Dans son dernier récit, Hubert Haddad imagine un lieu singulier et envoûtant retiré à l’extrémité d’une île japonaise, une auberge des âmes en peine recueillie entre montagnes et Pacifique. Dame Hison, ancienne courtisane, dirige cette pension du bout du monde où gravitent des hôtes permanents et occasionnels, qui trouvent dans cette « province de l’oubli » le charme du secret ou le soulagement du retrait.

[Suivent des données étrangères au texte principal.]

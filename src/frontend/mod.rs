mod app;
mod effects;
mod hooks;
mod nav;
mod panels;

use crate::config::site_config;
use crate::pointer::Bounds;
use crate::sections::Section;
use web_sys::{window, Document, Element, ScrollBehavior, ScrollIntoViewOptions};

const FALLBACK_VIEWPORT: (f64, f64) = (1280.0, 720.0);

fn document() -> Option<Document> {
    window()?.document()
}

fn viewport_width() -> Option<f64> {
    window()?.inner_width().ok()?.as_f64()
}

fn viewport_size() -> (f64, f64) {
    let Some(win) = window() else {
        return FALLBACK_VIEWPORT;
    };

    let width = win
        .inner_width()
        .ok()
        .and_then(|value| value.as_f64())
        .unwrap_or(FALLBACK_VIEWPORT.0);
    let height = win
        .inner_height()
        .ok()
        .and_then(|value| value.as_f64())
        .unwrap_or(FALLBACK_VIEWPORT.1);

    (width, height)
}

fn scroll_y() -> f64 {
    window()
        .and_then(|win| win.scroll_y().ok())
        .unwrap_or(0.0)
}

fn page_height() -> f64 {
    document()
        .and_then(|d| d.document_element())
        .map(|root| f64::from(root.scroll_height()))
        .unwrap_or(0.0)
}

fn element_bounds(element: &Element) -> Bounds {
    let rect = element.get_bounding_client_rect();
    Bounds::new(rect.left(), rect.top(), rect.width(), rect.height())
}

fn section_top(section: Section) -> Option<f64> {
    let element = document()?.get_element_by_id(section.id())?;
    Some(element.get_bounding_client_rect().top())
}

fn scroll_to_section(section: Section) {
    let Some(element) = document().and_then(|d| d.get_element_by_id(section.id())) else {
        log::debug!("scroll target #{} is not in the document", section.id());
        return;
    };

    let options = ScrollIntoViewOptions::new();
    options.set_behavior(ScrollBehavior::Smooth);
    element.scroll_into_view_with_scroll_into_view_options(&options);
}

fn random_seed() -> u64 {
    (js_sys::Math::random() * u64::MAX as f64) as u64
}

pub fn run() {
    console_error_panic_hook::set_once();
    console_log::init_with_level(log::Level::Trace).ok();
    log::set_max_level(site_config().log_level);

    yew::Renderer::<app::App>::with_root(
        document()
            .and_then(|d| d.get_element_by_id("app"))
            .expect("missing #app mount point"),
    )
    .render();
}
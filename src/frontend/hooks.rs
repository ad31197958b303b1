use super::viewport_width;
use crate::viewport::ViewportClass;
use gloo_events::EventListener;
use web_sys::window;
use yew::prelude::*;

#[hook]
pub fn use_viewport_class(breakpoint: f64) -> ViewportClass {
    let class = use_state_eq(|| ViewportClass::classify(viewport_width(), breakpoint));

    {
        let class = class.clone();
        use_effect_with(breakpoint, move |breakpoint| {
            let breakpoint = *breakpoint;
            let check = move || class.set(ViewportClass::classify(viewport_width(), breakpoint));
            check();

            let listener = window().map(|win| EventListener::new(&win, "resize", move |_| check()));
            move || drop(listener)
        });
    }

    use_effect_with(*class, |class| {
        log::debug!("viewport is {}", class.as_str());
        || ()
    });

    *class
}

/// Reads the class published by the root provider. Components rendered
/// outside it behave as wide.
#[hook]
pub fn use_narrow() -> bool {
    use_context::<ViewportClass>()
        .unwrap_or_default()
        .is_narrow()
}

#[hook]
pub fn use_window_scroll(on_scroll: Callback<()>) {
    use_effect_with((), move |_| {
        let listener = window().map(|win| {
            EventListener::new(&win, "scroll", move |_| on_scroll.emit(()))
        });
        move || drop(listener)
    });
}
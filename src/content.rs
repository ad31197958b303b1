use crate::reveal::RevealDirection;

pub const OWNER: &str = "Iso";
pub const HERO_EYEBROW: &str = "Enter the realm";
pub const HERO_TAGLINE: &str =
    "No spellbook. No rules. Just a wild mage loose on the internet \u{2014} explore at your own risk.";
pub const FOOTER: &str = "Built with curiosity & Claude \u{2014} Iso \u{00A9} 2025";

#[derive(Clone, Copy, Debug, PartialEq)]
pub struct AboutCard {
    pub icon: &'static str,
    pub title: &'static str,
    pub description: &'static str,
}

pub const ABOUT_CARDS: &[AboutCard] = &[
    AboutCard {
        icon: "\u{1F9D9}\u{200D}\u{2642}\u{FE0F}",
        title: "The Wild Mage",
        description: "No spellbook, no class restrictions. I learn what interests me, build what excites me, and share what I discover. AI, code, markets, games \u{2014} it all feeds the same fire.",
    },
    AboutCard {
        icon: "\u{1F4DA}",
        title: "The Student",
        description: "Rooted in stoic philosophy and a deep commitment to lifelong learning. Every day is a chance to get 1% better. The obstacle is the way, and the journey never ends.",
    },
    AboutCard {
        icon: "\u{1F4C8}",
        title: "The Investor",
        description: "My investment philosophy is built on fundamental analysis \u{2014} understanding what a business actually does, what it's worth, and why. Balance sheets, not hype cycles.",
    },
    AboutCard {
        icon: "\u{1F3AE}",
        title: "The Gamer",
        description: "Gaming taught me how to think in systems, adapt, and never stop leveling up. RPGs, competitive shooters, indie gems \u{2014} strategy meets creativity.",
    },
    AboutCard {
        icon: "\u{1F6E0}\u{FE0F}",
        title: "The Builder",
        description: "Learning to code so I can bring ideas to life. HTML, CSS, JavaScript, Python, and AI tools \u{2014} assembling the toolkit piece by piece.",
    },
    AboutCard {
        icon: "\u{1F30D}",
        title: "The Explorer",
        description: "Curiosity is the compass. From DeFi to subsea robotics to the next great indie game \u{2014} if it's interesting, I'm going down the rabbit hole.",
    },
];

/// About cards alternate sides on wide layouts and all rise on narrow ones.
pub fn about_card_direction(index: usize, narrow: bool) -> RevealDirection {
    if narrow {
        RevealDirection::Up
    } else if index % 2 == 0 {
        RevealDirection::Left
    } else {
        RevealDirection::Right
    }
}

/// Seconds; staggered so cards cascade in.
pub fn about_card_delay(index: usize) -> f64 {
    0.08 * (index + 1) as f64
}

/// Eyebrow, headline, tagline, then the call buttons.
pub const HERO_STAGGER_SECS: [f64; 4] = [0.0, 0.15, 0.3, 0.45];

/// Heatmap and holdings panels fade in just after their section header.
pub const PANEL_REVEAL_DELAY_SECS: f64 = 0.2;

#[derive(Clone, Copy, Debug, PartialEq)]
pub struct Article {
    pub title: &'static str,
    pub description: &'static str,
    pub tags: &'static [&'static str],
}

pub const ARTICLES: &[Article] = &[
    Article {
        title: "Getting Started with AI: My First Week",
        description: "A first-hand account of what it's like to start learning AI tools from scratch.",
        tags: &["AI", "Beginner", "Learning"],
    },
    Article {
        title: "Why I'm Documenting My Coding Journey",
        description: "The benefits of learning in public and tracking your progress as a beginner.",
        tags: &["Reflection", "GitHub", "Growth"],
    },
    Article {
        title: "Building My Portfolio Site with Claude",
        description: "How I used AI assistance to build a polished portfolio site as a coding beginner.",
        tags: &["Web Dev", "AI", "React"],
    },
];

pub fn article_number(index: usize) -> String {
    format!("{:02}", index + 1)
}

#[derive(Clone, Copy, Debug, PartialEq)]
pub struct Project {
    pub icon: &'static str,
    pub title: &'static str,
    pub label: &'static str,
    pub description: &'static str,
    pub tags: &'static [&'static str],
    pub accent: &'static str,
}

pub const PROJECTS: &[Project] = &[
    Project {
        icon: "\u{1F4D3}",
        title: "My_AI_Journey",
        label: "GITHUB REPO",
        description: "A GitHub repository documenting my learning journey into AI tools and coding.",
        tags: &["Markdown", "GitHub", "Docs"],
        accent: "indigo",
    },
    Project {
        icon: "\u{1F310}",
        title: "This Portfolio Site",
        label: "WEB PROJECT",
        description: "A portfolio with scroll animations, mouse-reactive glow, stock tracker, and GitHub activity heatmap.",
        tags: &["Rust", "Yew", "CSS"],
        accent: "violet",
    },
];

#[derive(Clone, Copy, Debug, PartialEq, Eq)]
pub enum SocialNetwork {
    X,
    Instagram,
    GitHub,
}

#[derive(Clone, Copy, Debug, PartialEq, Eq)]
pub struct SocialLink {
    pub network: SocialNetwork,
    pub label: &'static str,
    pub url: &'static str,
}

pub const SOCIAL_LINKS: &[SocialLink] = &[
    SocialLink {
        network: SocialNetwork::X,
        label: "X",
        url: "https://x.com",
    },
    SocialLink {
        network: SocialNetwork::Instagram,
        label: "Instagram",
        url: "https://instagram.com",
    },
    SocialLink {
        network: SocialNetwork::GitHub,
        label: "GitHub",
        url: "https://github.com/0xB3E",
    },
];

#[cfg(test)]
mod tests {
    use super::*;

    #[test]
    fn about_cards_alternate_on_wide_only() {
        let wide: Vec<RevealDirection> = (0..4).map(|index| about_card_direction(index, false)).collect();

        assert_eq!(
            wide,
            [
                RevealDirection::Left,
                RevealDirection::Right,
                RevealDirection::Left,
                RevealDirection::Right
            ]
        );
        assert!((0..6).all(|index| about_card_direction(index, true) == RevealDirection::Up));
    }

    #[test]
    fn about_card_delays_cascade() {
        assert!((about_card_delay(0) - 0.08).abs() < 1e-9);
        assert!((about_card_delay(5) - 0.48).abs() < 1e-9);
    }

    #[test]
    fn hero_blocks_enter_one_after_another() {
        assert_eq!(HERO_STAGGER_SECS[0], 0.0);
        assert!(HERO_STAGGER_SECS.windows(2).all(|pair| (pair[1] - pair[0] - 0.15).abs() < 1e-9));
        assert!(PANEL_REVEAL_DELAY_SECS > 0.0);
    }

    #[test]
    fn article_numbers_are_zero_padded() {
        assert_eq!(article_number(0), "01");
        assert_eq!(article_number(9), "10");
    }

    #[test]
    fn sample_collections_have_expected_sizes() {
        assert_eq!(ABOUT_CARDS.len(), 6);
        assert_eq!(ARTICLES.len(), 3);
        assert_eq!(PROJECTS.len(), 2);
        assert_eq!(SOCIAL_LINKS.len(), 3);
        assert!(SOCIAL_LINKS.iter().all(|link| link.url.starts_with("https://")));
    }
}
#[derive(Clone, Copy, Debug, Default, PartialEq, Eq)]
pub enum ViewportClass {
    Narrow,
    #[default]
    Wide,
}

impl ViewportClass {
    /// `None` means there is no window to measure, which degrades to wide.
    pub fn classify(width: Option<f64>, breakpoint: f64) -> Self {
        match width {
            Some(width) if width <= breakpoint => Self::Narrow,
            _ => Self::Wide,
        }
    }

    pub fn is_narrow(self) -> bool {
        matches!(self, Self::Narrow)
    }

    pub fn as_str(self) -> &'static str {
        match self {
            Self::Narrow => "narrow",
            Self::Wide => "wide",
        }
    }
}

#[cfg(test)]
mod tests {
    use super::*;
    use proptest::prelude::*;

    #[test]
    fn breakpoint_width_counts_as_narrow() {
        assert_eq!(ViewportClass::classify(Some(768.0), 768.0), ViewportClass::Narrow);
        assert_eq!(ViewportClass::classify(Some(768.5), 768.0), ViewportClass::Wide);
    }

    #[test]
    fn missing_window_is_wide() {
        assert_eq!(ViewportClass::classify(None, 768.0), ViewportClass::Wide);
        assert!(!ViewportClass::default().is_narrow());
    }

    #[test]
    fn latest_resize_wins() {
        let widths = [1_280.0, 600.0, 1_024.0, 375.0];
        let last = widths
            .iter()
            .map(|width| ViewportClass::classify(Some(*width), 768.0))
            .last();

        assert_eq!(last, Some(ViewportClass::Narrow));
    }

    proptest! {
        #[test]
        fn narrow_iff_width_at_or_below_threshold(width in 0.0f64..4_000.0, threshold in 320.0f64..2_560.0) {
            let class = ViewportClass::classify(Some(width), threshold);
            prop_assert_eq!(class.is_narrow(), width <= threshold);
        }
    }
}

Parmi eux, Osaki Tanako, jardinier et peintre d’éventails. Retiré de la grande Histoire après le suicide de ses parents au moment de l’armistice, Osaki n’a plus quitté Atora, rivé à l’espace clos du jardin ou de la feuille de soie, emporté dans une « danse permanente entre l’atelier et l’enclos enchanté ». Il a répondu à la perte et aux effondrements de toutes sortes par le développement d’un art précaire et modeste, recourant aux matières les plus fragiles, tentant par les formes les plus ténues d’esquisser une impression de beau ou de vérité. Ainsi a-t-il passé une vie à faire dialoguer estampes, haïkus et perspectives végétales. Pourtant, bien qu’humble parmi les humbles, n’a-t-il pas aussi cru pouvoir se protéger du monde et le maîtriser dans les paradis clos qu’il a forgés ?

L’art d’Osaki échappe au néant en s’inscrivant dans une transmission. Le vieux peintre est devenu un maître en se choisissant un disciple, Matabei Reien, lui aussi en quête de disparition dans les brumes d’Atora. Plus tard, après la mort du maître, Matabei transmet à son tour l’œuvre à Xu Hi-han, apprenti cuisinier de la pension. Mais le fil est apparemment coupé lorsque le chaos frappe de plein fouet le jardin protégé : sous la forme du désir d’abord, qui sépare maître et disciple séduits par la même femme, puis sous la forme d’un accident nucléaire qui, en même temps qu’il dévaste toute la région, ancre soudainement le monde suspendu de la pension dans la modernité. Nul ne peut se préserver indéfiniment de l’âpreté du réel. Malgré tout, grâce aux ultimes efforts de Matabei pour sauver l’œuvre des eaux radioactives, quelque chose se transmet. L’art du peintre d’éventail, dans une précarité redoublée, souffle sur le Japon.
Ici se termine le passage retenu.